If you attempt to catch him, or your shadow suddenly frightens him, with a sweep of his broad pectoral or breast fins, he moves quicker than a flash a few feet farther up the stream, and then as suddenly comes to a stop, and resumes his quiet, “thoughtful” attitude. If you persist in your attempt to capture him, he will dart under a small stone or submerged leaf, where, like the foolish ostrich which when pursued hides her head under her wing, no longer seeing you, he thinks himself secure.
[Illustration: RAINBOW DARTER.]
On account of the shape of his body, as well as on account of his rapid movements, he has received the surname “darter.” Belonging to the group which bears this surname, there are, in the eastern half of the United States, about forty-seven species or kinds, the largest of which, when full grown, measures only about six inches in length, while the smallest species never reaches a length of more than an inch and a half. They all have the same habits, and at least twenty-nine kinds of them are found in Indiana; but the one of which I am writing is much the more common. He is from two to two and a half inches in length, and, like the other members of his family, has two fins on his back; “dorsal” fins they are called by naturalists, the front one of which contains ten short spines. During eight months of the year, the males and females dress alike in a suit of brownish olive which is striped on the sides with ten or twelve narrow, black cross-bars, and more or less blotched on the back with darker spots.

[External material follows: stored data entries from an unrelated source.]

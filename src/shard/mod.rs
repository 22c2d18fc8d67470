//! Shard management module
//!
//! One pool per gateway process; each pool owns `SHARDS_PER_POOL` shards.

mod pool;
mod state;

pub use pool::{shard_range, ShardPool, SHARDS_PER_POOL};
pub use state::{ShardHealth, ShardSnapshot, ShardState};
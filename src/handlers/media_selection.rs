//! `media_selection` select menu
//!
//! Posted under search results with custom id `media_selection:<anime|manga>`.
//! The selected option value is the Anilist media id.

use crate::error::{HandlerError, ValidationError};
use crate::interaction::Reply;
use crate::registry::{Handler, InteractionContext, RegistryEntry};
use async_trait::async_trait;

pub const CUSTOM_ID: &str = "media_selection";
pub const COOLDOWN_SECS: u64 = 1;
pub const TIMEOUT_SECS: u64 = 300;

const INVALID: &str = "Invalid Select Menu Data";

#[derive(Debug, Clone, Copy, PartialEq, Eq)]
pub enum MediaType {
    Anime,
    Manga,
}

impl MediaType {
    pub fn path(&self) -> &'static str {
        match self {
            Self::Anime => "anime",
            Self::Manga => "manga",
        }
    }
}

pub fn media_url(media_type: MediaType, id: u64) -> String {
    format!("https://anilist.co/{}/{id}", media_type.path())
}

pub struct MediaSelection;

impl MediaSelection {
    pub fn entry() -> RegistryEntry {
        RegistryEntry::select_menu(CUSTOM_ID, MediaSelection)
            .cooldown(COOLDOWN_SECS)
            .toggleable(true)
            .timeout(TIMEOUT_SECS)
    }
}

#[async_trait]
impl Handler for MediaSelection {
    type Params = MediaType;

    fn parse(&self, raw: &[String]) -> Result<MediaType, ValidationError> {
        match raw.first().map(String::as_str) {
            Some("anime") => Ok(MediaType::Anime),
            Some("manga") => Ok(MediaType::Manga),
            _ => Err(ValidationError::new(INVALID)),
        }
    }

    async fn execute(&self, ctx: &InteractionContext<'_>, media_type: MediaType) -> Result<(), HandlerError> {
        let id = ctx
            .request
            .values
            .first()
            .and_then(|value| value.parse::<u64>().ok())
            .ok_or_else(|| ValidationError::new(INVALID))?;

        ctx.reply(Reply::public(media_url(media_type, id))).await
    }
}
//! Local events
//!
//! Envelopes from the broker are decoded into [`LocalEvent`]s, each tagged
//! with a fixed [`EventKind`], and fanned out to listeners on the
//! [`EventBus`].

pub mod bus;

pub use bus::{EventBus, Listener};

use crate::broker::envelope::{DeployBody, DispatchBody};
use crate::broker::Channel;
use crate::error::DispatchError;
use serde::Deserialize;
use twilight_model::application::interaction::Interaction;
use twilight_model::channel::Message;

/// Discriminant used to register listeners
#[derive(Debug, Clone, Copy, PartialEq, Eq, Hash)]
pub enum EventKind {
    InteractionCreate,
    MessageCreate,
    /// Any other dispatch event
    Other,
    /// Command redeploy trigger
    Deploy,
}

/// A gateway dispatch event with its typed payload
#[derive(Debug, Clone)]
pub enum DispatchEvent {
    InteractionCreate(Box<Interaction>),
    MessageCreate(Box<Message>),
    Other { name: String, data: serde_json::Value },
}

impl DispatchEvent {
    /// Gateway event name, e.g. `INTERACTION_CREATE`
    pub fn name(&self) -> &str {
        match self {
            Self::InteractionCreate(_) => "INTERACTION_CREATE",
            Self::MessageCreate(_) => "MESSAGE_CREATE",
            Self::Other { name, .. } => name,
        }
    }
}

/// Event emitted on the local bus
#[derive(Debug, Clone)]
pub enum LocalEvent {
    Dispatch { shard_id: u64, event: DispatchEvent },
    Deploy,
}

impl LocalEvent {
    pub fn kind(&self) -> EventKind {
        match self {
            Self::Dispatch { event, .. } => match event {
                DispatchEvent::InteractionCreate(_) => EventKind::InteractionCreate,
                DispatchEvent::MessageCreate(_) => EventKind::MessageCreate,
                DispatchEvent::Other { .. } => EventKind::Other,
            },
            Self::Deploy => EventKind::Deploy,
        }
    }

    pub fn shard_id(&self) -> Option<u64> {
        match self {
            Self::Dispatch { shard_id, .. } => Some(*shard_id),
            Self::Deploy => None,
        }
    }
}

/// Raw gateway payload inside a dispatch body
#[derive(Debug, Deserialize)]
struct RawDispatch {
    t: Option<String>,
    #[serde(default)]
    d: serde_json::Value,
}

/// Decode an envelope body received on `channel`
pub fn decode(channel: Channel, payload: &[u8]) -> Result<LocalEvent, DispatchError> {
    let malformed = |reason: String| DispatchError::Decode {
        channel: channel.name().to_string(),
        reason,
    };

    match channel {
        Channel::Deploy => {
            serde_json::from_slice::<DeployBody>(payload).map_err(|e| malformed(e.to_string()))?;
            Ok(LocalEvent::Deploy)
        }
        Channel::Dispatch => {
            let body: DispatchBody =
                serde_json::from_slice(payload).map_err(|e| malformed(e.to_string()))?;
            let raw: RawDispatch =
                serde_json::from_value(body.data).map_err(|e| malformed(e.to_string()))?;
            let name = raw
                .t
                .ok_or_else(|| malformed("dispatch payload has no event name".to_string()))?;

            let event = match name.as_str() {
                "INTERACTION_CREATE" => DispatchEvent::InteractionCreate(Box::new(
                    serde_json::from_value(raw.d).map_err(|e| malformed(e.to_string()))?,
                )),
                "MESSAGE_CREATE" => DispatchEvent::MessageCreate(Box::new(
                    serde_json::from_value(raw.d).map_err(|e| malformed(e.to_string()))?,
                )),
                _ => DispatchEvent::Other { name, data: raw.d },
            };

            Ok(LocalEvent::Dispatch {
                shard_id: body.shard_id,
                event,
            })
        }
    }
}

#[cfg(test)]
mod tests {
    use super::*;
    use serde_json::json;

    fn body(value: serde_json::Value) -> Vec<u8> {
        serde_json::to_vec(&value).unwrap()
    }

    #[test]
    fn decodes_untyped_dispatch_as_other() {
        let payload = body(json!({
            "shardId": 2,
            "data": {"op": 0, "t": "GUILD_DELETE", "s": 5, "d": {"id": "1", "unavailable": false}}
        }));

        let event = decode(Channel::Dispatch, &payload).unwrap();
        assert_eq!(event.kind(), EventKind::Other);
        assert_eq!(event.shard_id(), Some(2));
        match event {
            LocalEvent::Dispatch {
                event: DispatchEvent::Other { name, data },
                ..
            } => {
                assert_eq!(name, "GUILD_DELETE");
                assert_eq!(data["id"], "1");
            }
            other => panic!("unexpected event {other:?}"),
        }
    }

    #[test]
    fn decodes_deploy_trigger() {
        let event = decode(Channel::Deploy, b"{}").unwrap();
        assert_eq!(event.kind(), EventKind::Deploy);
        assert_eq!(event.shard_id(), None);
    }

    #[test]
    fn rejects_malformed_bodies() {
        assert!(decode(Channel::Dispatch, b"not json").is_err());
        assert!(decode(Channel::Deploy, b"[1, 2").is_err());

        let missing_name = body(json!({"shardId": 0, "data": {"op": 0, "d": {}}}));
        let err = decode(Channel::Dispatch, &missing_name).unwrap_err();
        assert_eq!(err.error_type_label(), "decode");

        let missing_shard = body(json!({"data": {"t": "READY", "d": {}}}));
        assert!(decode(Channel::Dispatch, &missing_shard).is_err());
    }

    #[test]
    fn typed_payloads_must_match_their_schema() {
        let payload = body(json!({
            "shardId": 0,
            "data": {"op": 0, "t": "INTERACTION_CREATE", "s": 1, "d": {"id": "not-a-snowflake"}}
        }));

        let err = decode(Channel::Dispatch, &payload).unwrap_err();
        assert!(matches!(err, DispatchError::Decode { .. }));
    }
}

But on the first warm days of spring, when the breezes blow up from the gulf, awakening the gypsy in our blood, the little male fish feels, too, their influence, and in him there arises an irresistible desire to “a-courting go.” Like most other beings of his sex, he thinks his every-day suit too plain for the important business before him. It will, in his opinion, ne’er catch the eye of his lady love. So he dons one of gaudy colors and from it takes his name,—the rainbow darter,—for in it he is best known, as it not only attracts the attention of his chosen one, but often also that of the wandering naturalist who happens along the stream.
The blackish bars of other seasons are changed to indigo blue, while the space between them assumes a hue of the brightest orange. The fins are broadly edged with blue and have the bases orange, or orange and scarlet, while the cheeks assume the blue and the breast becomes an orange. Clad in this suit he ventures forth on his mission, and if successful, as he almost always is, the two construct a nest of tiny stones in which the eggs of the mother-fish are laid and watched over with jealous care by both parents until in time there issue forth sons destined some day to wear a coat of many colors, and “darters” to be attracted by those coats, as was their mother by the one their father wore.
Although so abundant and so brilliant in the springtime, the rainbow darter is known to few but naturalists. The fishes in which the average country boy is interested are the larger ones—such as the goggle-eye, the sucker, chub, and sunfish—those which, when caught, will fill up the string and tickle the palate.